В книге рассказывается история главного героя, который сталкивается с различными проблемами и препятствиями на протяжении всего своего путешествия. По пути он встречает множество второстепенных персонажей, которые играют важные роли в истории. Благодаря опыту главного героя книга исследует такие темы, как любовь, потеря, надежда и стойкость. По мере того, как главный герой преодолевает свои трудности, он усваивает ценные уроки жизни и растет как личность.
Впервые в переводе на русский язык представлены основополагающие тексты ньяи — классической философской школы Древней Индии — «Ньяя-сутры» (III–IV вв.) и нормативный комментарий к ним «Ньяя-бхашья» Ватсьяяны (IV–V вв.). Ньяя (букв, «метод») разрабатывала не только методологию индийского философского дискурса, но и широкий круг проблем «логики», «физики» и «этики». Перевод предваряется историко-философским исследованием, в котором прослеживаются основные этапы становления классической ньяи, анализируются структура и содержание памятников; особое внимание уделяется интерпретации 16 нормативных предметов ньяи (падартх), деятельности создателя сутр и комментатора, взаимоотношениям ньяи с другими индийскими философскими школами, прежде всего буддийскими.

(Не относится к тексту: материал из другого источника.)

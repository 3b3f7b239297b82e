pub mod canvas;
pub mod pixmap;
pub mod software;

#[cfg(test)]
pub mod testing;
pub mod catalog;
pub mod library;
pub mod source;
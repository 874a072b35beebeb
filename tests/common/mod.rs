use std::path::Path;

use sprig::*;

pub fn create_repo(dir: &Path) -> Repository {
    Repository::init(dir.join("work"), InitOptions::default()).unwrap()
}

#[allow(dead_code)]
pub fn author() -> Signature {
    Signature::new("Ada Lovelace", "ada@example.com", 1_700_000_000, 60)
}

#[allow(dead_code)]
pub fn write_file(repo: &Repository, rel: &str, data: &[u8]) {
    let path = repo.worktree().join(rel);
    std::fs::create_dir_all(path.parent().unwrap()).unwrap();
    std::fs::write(path, data).unwrap();
}

/// A repo with `hello.txt`, `dir/a.txt` and `dir/b.txt` staged and
/// committed on `master`.
#[allow(dead_code)]
pub fn repo_with_commit(dir: &Path) -> (Repository, ObjectId) {
    let repo = create_repo(dir);
    write_file(&repo, "hello.txt", b"hello");
    write_file(&repo, "dir/a.txt", b"aaa");
    write_file(&repo, "dir/b.txt", b"bbb");
    repo.stage(&["hello.txt", "dir/a.txt", "dir/b.txt"]).unwrap();
    let commit = repo.commit("initial", Some(author())).unwrap();
    (repo, commit)
}

#[allow(dead_code)]
pub fn loose_object_count(repo: &Repository) -> usize {
    walkdir::WalkDir::new(repo.objects().root())
        .min_depth(2)
        .into_iter()
        .filter_map(|e| e.ok())
        .filter(|e| e.file_type().is_file())
        .count()
}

Назидательный характер присущ многим жанрам средневековой литературы, в особенности адабу. Занимательность сюжета, живость изложения и образность языка приближают «Вторую записку» к. художественной литературе, что и не удивительно, поскольку автор был поэтом. Композиционно работа выглядит, как маршрут некоего путешествия, которое начинается от города аш-Шиза в Южном Азербайджане и проходит сначала на север до Баку, затем на Тифлис, оттуда через Ардебиль в Шахразур и, наконец, более или менее последовательно, на восток через Кармисин — Хамадан — Рей — Табаристан — Кумис — Тус — Нишапур до Герата, после описания которого Абу Дулаф переходит к характеристике Исфахана и городов Хузистана, чем и завершается сочинение. Это укороченный вариант книги, а именно, арабский текст записки Абу Дулафа в нем опущен.
Один из выдающихся памятников средневековой японской литературы в жанре моногатари впервые полностью переведен на русский язык.Статья Л. М. Ермаковой «Ямато-моногатари как литературный памятник» выкладывается отдельным файлом.
В книге рассказывается история главного героя, который сталкивается с различными проблемами и препятствиями на протяжении всего своего путешествия. По пути он встречает множество второстепенных персонажей, которые играют важные роли в истории. Благодаря опыту главного героя книга исследует такие темы, как любовь, потеря, надежда и стойкость. По мере того, как главный герой преодолевает свои трудности, он усваивает ценные уроки жизни и растет как личность.